Unlike Philip Collins whose family has been in the Chiswick grocery trade for over 35 years.  Formerly of Devonshire Road, Philip now runs the family business from their market stall on the High Road. 

He told me "I remember when we had cars lining up from 7.00am on a Saturday morning.  We'd fill a box full of fruit and veg for £15, put it in the back of the car and away they'd go.  It's not like that now, the traffic wardens are out here at the crack of dawn just waiting for people to stop so they can ticket them." 

It wasn't the answer I was expecting when I asked how supermarkets affected his business but he went on to explain "It's all about convenience.  Sainsbury's has a car park and also people can use their cards - they don't need cash.  We can't take cards here so we lose out."

Devoid of self pity, Philip and his family have an encyclopedic knowledge of the produce they sell - and it's not just apples and pears, they can also teach you a thing or two about exotic fruit!  From the friendly banter to helpful advice you get so much more that simply fruit and veg from a local market stall.  It's a real grocery experience and one that consistently cost me significantly less than Sainsbury's.

One problem I did face was having to carefully plan meals and only being able to buy enough food for two days at a time.  However, I did find that I used all the food I that I bought which resulted in zero wastage.  No unopened bag of salad in our bin that week or a bruised apple that the children refused to eat which, considering that supermarkets alone plough 17 million tonnes of food into Britain's landfill sites every year and that around four million tonnes of this food is perfectly alright to eat, I was proud of.

Although my fruit and veg bill was significantly reduced, the meat and fish bills did rise but this was no hardship considering the standard did too by quite a large degree.  I shudder to think what my family would do without the Macken Brothers or Covent Garden Fishmongers but the one shop my family can't possibly survive without (even before the challenge) is our local corner shop.

Again a family concern, Sandips is an Aladdin's cave of a corner shop selling everything from batteries to hob nobs.  Open from 7.00am until 7.00pm six days a week and from 7.00am until 1.00pm on a Sunday, Sandips is not just a corner shop, it's the heart of our sub-community.  Dilip and his wife Parvati have run the shop for more than 23 years and they clearly value and nurture their excellent relationships with their customers.

The service they provide is second to none and one which entails Dilip spending up to two hours most mornings putting inserts into newspapers.  "It's one rule for supermarkets and another for small shops.  They get their newspapers all ready in plastic wrappings whilst we have to put them all together.  It takes up so much time but we do it for our customers"  said Dilip.

On the subject of price, Dilip admitted that he can't possibly compete with supermarkets so some items are a couple of pence more "But you only buy what you need when you come here.  You often end up spending far more in a supermarket on things you don't need."  he added.

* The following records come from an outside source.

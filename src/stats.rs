//! Summary statistics over the final table.

use std::collections::HashMap;
use std::path::{Path, PathBuf};
use std::time::Duration;

use chrono::{NaiveDate, Weekday};
use serde::Serialize;

use crate::model::record::{weekday_name, FinalRecord, HourBucket};
use crate::model::table::MessageTable;

/// Return the date range (oldest, newest) across dated records.
pub fn date_range(table: &MessageTable<FinalRecord>) -> Option<(NaiveDate, NaiveDate)> {
    let mut dates = table.iter().filter_map(|r| r.date);
    let first = dates.next()?;
    Some(dates.fold((first, first), |(min, max), d| (min.min(d), max.max(d))))
}

/// Count records whose date could not be parsed.
pub fn count_undated(table: &MessageTable<FinalRecord>) -> usize {
    table.iter().filter(|r| r.date.is_none()).count()
}

/// Return the top N senders by message count.
///
/// Senders are keyed by display name, falling back to the address.
pub fn top_senders(table: &MessageTable<FinalRecord>, n: usize) -> Vec<(String, usize)> {
    let mut counts: HashMap<String, usize> = HashMap::new();
    for record in table {
        if let Some(key) = record.name.as_ref().or(record.mail.as_ref()) {
            *counts.entry(key.clone()).or_default() += 1;
        }
    }
    let mut sorted: Vec<(String, usize)> = counts.into_iter().collect();
    sorted.sort_by(|a, b| b.1.cmp(&a.1).then_with(|| a.0.cmp(&b.0)));
    sorted.truncate(n);
    sorted
}

/// The N busiest hour buckets, most messages first.
pub fn busiest_hours(table: &MessageTable<FinalRecord>, n: usize) -> Vec<(HourBucket, usize)> {
    let mut counts: HashMap<HourBucket, usize> = HashMap::new();
    for hour in table.iter().filter_map(|r| r.hour) {
        *counts.entry(hour).or_default() += 1;
    }
    let mut sorted: Vec<_> = counts.into_iter().collect();
    sorted.sort_by(|a, b| b.1.cmp(&a.1).then_with(|| a.0.cmp(&b.0)));
    sorted.truncate(n);
    sorted
}

/// Message count per weekday, Monday first; days without mail are omitted.
pub fn weekday_histogram(table: &MessageTable<FinalRecord>) -> Vec<(Weekday, usize)> {
    let mut counts = [0usize; 7];
    for day in table.iter().filter_map(|r| r.weekday) {
        counts[day.num_days_from_monday() as usize] += 1;
    }
    counts
        .iter()
        .enumerate()
        .filter(|&(_, &c)| c > 0)
        .filter_map(|(i, &c)| Weekday::try_from(i as u8).ok().map(|d| (d, c)))
        .collect()
}

#[derive(Debug, Clone, Serialize)]
pub struct LabelCount {
    pub label: String,
    pub count: usize,
}

#[derive(Debug, Clone, Serialize)]
pub struct WrittenFile {
    pub path: PathBuf,
    pub size: u64,
}

impl WrittenFile {
    /// Describe a file on disk; a missing file reports size 0.
    pub fn stat(path: &Path) -> Self {
        Self {
            path: path.to_path_buf(),
            size: std::fs::metadata(path).map(|m| m.len()).unwrap_or(0),
        }
    }
}

/// Everything printed after a run, serializable for `--json`.
#[derive(Debug, Clone, Serialize)]
pub struct RunSummary {
    pub message_count: usize,
    pub undated: usize,
    pub oldest: Option<NaiveDate>,
    pub newest: Option<NaiveDate>,
    pub top_senders: Vec<LabelCount>,
    pub busiest_hours: Vec<LabelCount>,
    pub weekdays: Vec<LabelCount>,
    pub distinct_words: Option<usize>,
    pub files: Vec<WrittenFile>,
    pub elapsed_ms: u64,
}

impl RunSummary {
    pub fn new(table: &MessageTable<FinalRecord>, files: &[PathBuf], elapsed: Duration) -> Self {
        let range = date_range(table);
        let labelled = |items: Vec<(String, usize)>| {
            items
                .into_iter()
                .map(|(label, count)| LabelCount { label, count })
                .collect::<Vec<_>>()
        };

        Self {
            message_count: table.len(),
            undated: count_undated(table),
            oldest: range.map(|(min, _)| min),
            newest: range.map(|(_, max)| max),
            top_senders: labelled(top_senders(table, 10)),
            busiest_hours: labelled(
                busiest_hours(table, 3)
                    .into_iter()
                    .map(|(h, c)| (h.to_string(), c))
                    .collect(),
            ),
            weekdays: labelled(
                weekday_histogram(table)
                    .into_iter()
                    .map(|(d, c)| (weekday_name(d).to_string(), c))
                    .collect(),
            ),
            distinct_words: None,
            files: files.iter().map(|p| WrittenFile::stat(p)).collect(),
            elapsed_ms: elapsed.as_millis() as u64,
        }
    }

    /// Record the rendered cloud image and its vocabulary size.
    pub fn with_cloud(mut self, image: &Path, distinct_words: usize) -> Self {
        self.files.push(WrittenFile::stat(image));
        self.distinct_words = Some(distinct_words);
        self
    }
}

Next door to Sandips is independent baker, Plum Duff, whose pies - I am reliably informed - enjoy legendary status and I defy anyone to resist a piece of their freshly baked large white bloomer. Owned and run by Bruce Duff, Plum Duff is one of the dying breed of artisan bakeries.   Both businesses support the local Southfield Primary School with donations for their various fundraising events and Dilip has recently become the proud sponsor of their football team by providing them with kits.

What I learnt over the course of the week is that, although it was much more time consuming, using only local independents was as far more satisfying experience.  I really enjoyed taking the time to speak to local traders about their produce and combine their knowledge with my imagination to create nutritious family meals.  The children certainly ate a lot better without me having fish fingers to fall back on and we actually used all the food we bought making the total cost of the week good value for money. 

Most of all, I was delighted to discover that it really is possible to live without Sainsbury's - and it needn't cost an arm and a leg.